COPD Conferences | Conferences on Lung Health | Meetings on Pulmonary Diseases | Pulmonology Conferences | Top COPD Conferences | Lung Health Conferences | World COPD Congress | Congress on COPD | COPD | Lung Diseases | Respiratory Diseases | Pulmonology

Session 15: Lung Cancer Diagnosis & Treatment

Lung cancer is a condition that causes cells to divide in the lungs uncontrollably which leads to the growth of tumors that reduce a person's ability to breathe. Symptoms of lung cancer include appetite loss, changes to a person's voice, such as hoarseness, frequent chest infections, such as bronchitis or pneumonia, lingering cough that may start to get worse, shortness of breath, unexplained headaches, weight loss and wheezing. Early diagnosis of lung cancer can be lifesaving because lung cancer cells can travel to other areas of the body before a doctor detects them in the lungs. If metastasis has taken place, it makes treating the disease much more difficult. Treatment for lung cancer depends on its location and stage, as well as the overall health of the individual. Possible treatments include surgery, chemotherapy, radiation therapy and targeted therapy.

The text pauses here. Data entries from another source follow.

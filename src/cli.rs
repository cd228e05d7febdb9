// Command line definition. Parsing only; `main` does the dispatching.

use clap::{Args, Parser, Subcommand};
use hopla::tasks::Difficulty;
use hopla::user::{AuthInfo, InventoryGroup, Stat};
use std::path::PathBuf;

#[derive(Parser)]
#[command(
    name = "hopla",
    about = "hopla - a command line interface (CLI) to interact with habitica.com",
    version
)]
pub struct Cli {
    /// Path to the configuration file [default: ~/.config/hopla/config.toml]
    #[arg(long, env = "HOPLA_CONFIG_FILE", global = true)]
    pub config: Option<PathBuf>,

    /// Log debug output to stderr
    #[arg(short, long, global = true)]
    pub verbose: bool,

    #[command(subcommand)]
    pub command: Command,
}

#[derive(Subcommand)]
pub enum Command {
    /// Add tasks and checklist items
    #[command(subcommand)]
    Add(AddCommand),

    /// Get information from habitica
    #[command(subcommand)]
    Get(GetCommand),

    /// Check whether the habitica API is up
    Status,
}

#[derive(Subcommand)]
pub enum AddCommand {
    /// Add a To-Do, optionally with a checklist read from a file
    Todo {
        /// Text of the To-Do
        #[arg(required = true)]
        text: Vec<String>,
        /// Absolute path of a file with one checklist item per line
        #[arg(short, long)]
        checklist: Option<PathBuf>,
        /// Due date (YYYY-MM-DD)
        #[arg(short = 'd', long)]
        due_date: Option<String>,
        /// Difficulty of the To-Do
        #[arg(long, value_enum, default_value_t = Difficulty::Easy)]
        difficulty: Difficulty,
        /// Extra notes shown under the To-Do
        #[arg(short, long)]
        notes: Option<String>,
        #[command(flatten)]
        batch: BatchArgs,
    },

    /// Add checklist items from a file to an existing To-Do
    Checklist {
        /// Id of the To-Do
        todo_id: String,
        /// Absolute path of a file with one checklist item per line
        file: PathBuf,
        #[command(flatten)]
        batch: BatchArgs,
    },
}

#[derive(Args)]
pub struct BatchArgs {
    /// Do not ask for confirmation on long checklists
    #[arg(short, long)]
    pub yes: bool,
    /// Requests allowed per window (overrides config)
    #[arg(long)]
    pub max_requests: Option<u32>,
    /// Length of the rate limit window in seconds (overrides config)
    #[arg(long)]
    pub window_secs: Option<u64>,
}

#[derive(Subcommand)]
pub enum GetCommand {
    /// Return user information, optionally filtered
    UserInfo {
        /// Comma separated list of dotted keys, e.g. "items.mounts,achievements.streak"
        #[arg(short, long = "filter", value_name = "FILTER_STRING")]
        filter: Option<String>,
    },

    /// Return the user's stats (health, mana, experience, gold, level, class)
    UserStats {
        /// Single stat to show
        #[arg(value_enum, default_value_t = Stat::All)]
        stat: Stat,
    },

    /// Return the user's inventory (pets, mounts, eggs, food, gear, ...)
    UserInventory {
        /// Single inventory group to show
        #[arg(value_enum, default_value_t = InventoryGroup::All)]
        group: InventoryGroup,
    },

    /// Return the user's username, email or profile name
    UserAuth {
        /// Single detail to show
        #[arg(value_enum, default_value_t = AuthInfo::All)]
        info: AuthInfo,
    },
}
//! Session manager (C5). Tracks live viewer sessions against a global cap
//! and a per-channel cap, and sweeps sessions that have gone idle past
//! the configured timeout, modeled after the teacher's session tracker
//! (`Arc<RwLock<HashMap<Uuid, _>>>` plus `Instant`-based activity stamps).

use std::collections::HashMap;
use std::sync::Arc;
use std::time::{Duration, Instant};

use tokio::sync::RwLock;
use tokio_util::sync::CancellationToken;
use uuid::Uuid;

use crate::errors::AppError;

struct SessionEntry {
    channel_id: Uuid,
    started_at: Instant,
    last_byte_at: Instant,
    cancel: CancellationToken,
}

/// A handle returned to the gateway on successful admission. Dropping it
/// does not release the slot; the gateway calls `release` explicitly when
/// the response body finishes (or the idle sweep does it instead).
#[derive(Debug, Clone, Copy)]
pub struct SessionHandle {
    pub id: Uuid,
    pub channel_id: Uuid,
}

#[derive(Clone)]
pub struct SessionManager {
    sessions: Arc<RwLock<HashMap<Uuid, SessionEntry>>>,
    global_limit: usize,
    per_channel_limit: usize,
    idle_timeout: Duration,
}

impl SessionManager {
    pub fn new(global_limit: u32, per_channel_limit: u32, idle_timeout: Duration) -> Self {
        Self {
            sessions: Arc::new(RwLock::new(HashMap::new())),
            global_limit: global_limit as usize,
            per_channel_limit: per_channel_limit as usize,
            idle_timeout,
        }
    }

    /// Admits a new session for `channel_id` if neither cap is exceeded.
    /// Returns the session's cancellation token alongside its handle so
    /// the gateway can tear down the encoder when the sweep (or an
    /// explicit release) fires it.
    pub async fn admit(&self, channel_id: Uuid) -> Result<(SessionHandle, CancellationToken), AppError> {
        let mut sessions = self.sessions.write().await;

        if sessions.len() >= self.global_limit {
            return Err(AppError::capacity(format!(
                "global session limit reached ({}/{})",
                sessions.len(),
                self.global_limit
            )));
        }

        let per_channel = sessions
            .values()
            .filter(|entry| entry.channel_id == channel_id)
            .count();
        if per_channel >= self.per_channel_limit {
            return Err(AppError::capacity(format!(
                "per-channel session limit reached for {channel_id} ({per_channel}/{})",
                self.per_channel_limit
            )));
        }

        let id = Uuid::new_v4();
        let cancel = CancellationToken::new();
        let now = Instant::now();
        sessions.insert(
            id,
            SessionEntry { channel_id, started_at: now, last_byte_at: now, cancel: cancel.clone() },
        );
        Ok((SessionHandle { id, channel_id }, cancel))
    }

    /// Called by the gateway's byte-copy loop on every chunk forwarded to
    /// the client, so the idle sweep doesn't reap an active viewer.
    pub async fn mark_byte(&self, id: Uuid) {
        if let Some(entry) = self.sessions.write().await.get_mut(&id) {
            entry.last_byte_at = Instant::now();
        }
    }

    pub async fn release(&self, id: Uuid) {
        if let Some(entry) = self.sessions.write().await.remove(&id) {
            entry.cancel.cancel();
        }
    }

    pub async fn active_count(&self) -> usize {
        self.sessions.read().await.len()
    }

    pub async fn active_count_for_channel(&self, channel_id: Uuid) -> usize {
        self.sessions
            .read()
            .await
            .values()
            .filter(|entry| entry.channel_id == channel_id)
            .count()
    }

    /// Cancels and removes every session whose `last_byte_at` is older
    /// than the configured idle timeout. Intended to run on a fixed
    /// interval from the caller (see `spawn_idle_sweep`).
    pub async fn sweep_idle(&self) -> Vec<Uuid> {
        let now = Instant::now();
        let mut sessions = self.sessions.write().await;
        let expired: Vec<Uuid> = sessions
            .iter()
            .filter(|(_, entry)| now.duration_since(entry.last_byte_at) > self.idle_timeout)
            .map(|(id, _)| *id)
            .collect();
        for id in &expired {
            if let Some(entry) = sessions.remove(id) {
                entry.cancel.cancel();
            }
        }
        expired
    }

    pub fn idle_timeout(&self) -> Duration {
        self.idle_timeout
    }

    #[cfg(test)]
    pub async fn session_age(&self, id: Uuid) -> Option<Duration> {
        self.sessions
            .read()
            .await
            .get(&id)
            .map(|entry| entry.started_at.elapsed())
    }
}

/// Spawns the background task that periodically reaps idle sessions,
/// mirroring the teacher's scheduler tick loop but on a much shorter
/// period (15s default, per §4.5).
pub fn spawn_idle_sweep(manager: SessionManager, interval: Duration) -> tokio::task::JoinHandle<()> {
    tokio::spawn(async move {
        let mut ticker = tokio::time::interval(interval);
        loop {
            ticker.tick().await;
            let reaped = manager.sweep_idle().await;
            for id in reaped {
                tracing::info!(session = %id, "reaped idle stream session");
            }
        }
    })
}

#[cfg(test)]
mod tests {
    use super::*;

    #[tokio::test]
    async fn admits_up_to_global_limit_then_rejects() {
        let manager = SessionManager::new(2, 10, Duration::from_secs(30));
        let channel = Uuid::new_v4();
        assert!(manager.admit(channel).await.is_ok());
        assert!(manager.admit(channel).await.is_ok());
        let err = manager.admit(channel).await.unwrap_err();
        assert_eq!(err.kind(), "capacity");
    }

    #[tokio::test]
    async fn per_channel_limit_is_independent_of_other_channels() {
        let manager = SessionManager::new(10, 1, Duration::from_secs(30));
        let a = Uuid::new_v4();
        let b = Uuid::new_v4();
        assert!(manager.admit(a).await.is_ok());
        assert!(manager.admit(a).await.is_err());
        assert!(manager.admit(b).await.is_ok());
    }

    #[tokio::test]
    async fn release_frees_the_slot() {
        let manager = SessionManager::new(1, 1, Duration::from_secs(30));
        let channel = Uuid::new_v4();
        let (handle, _cancel) = manager.admit(channel).await.unwrap();
        manager.release(handle.id).await;
        assert_eq!(manager.active_count().await, 0);
        assert!(manager.admit(channel).await.is_ok());
    }

    #[tokio::test]
    async fn sweep_idle_reaps_sessions_past_timeout() {
        let manager = SessionManager::new(10, 10, Duration::from_millis(10));
        let (handle, _cancel) = manager.admit(Uuid::new_v4()).await.unwrap();
        tokio::time::sleep(Duration::from_millis(30)).await;
        let reaped = manager.sweep_idle().await;
        assert_eq!(reaped, vec![handle.id]);
        assert_eq!(manager.active_count().await, 0);
    }
}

COPD Conferences | Conferences on Lung Health | Meetings on Pulmonary Diseases | Pulmonology Conferences | Top COPD Conferences | Lung Health Conferences | World COPD Congress | Congress on COPD | COPD | Lung Diseases | Respiratory Diseases | Pulmonology

Market Analysis

Worldwide Lung cancer and COPD market is measured to as of now be worth $11.3 billion, and is estimate to achieve an estimation of $15.6 billion by 2019. A current market research concentrate distributed by Transparency Market Research (TMR), the international asthma and COPD market was worth USD 25,102.3 million in 2010, which is relied upon to achieve USD 26,965.5 million in 2017 alongside a CAGR figure of 1.03% over the estimated by 2017.

According to a survey done by WHO, Chronic obstructive pulmonary disease will be the third leading cause of death world-wide causing considerable health costs, in 2020. Globally, it is assessed that 3 million deaths were caused by the COPD in 2015 (that is, 5% of all deaths comprehensively in that year). Over 90% of COPD deaths happen in low and middle-income countries.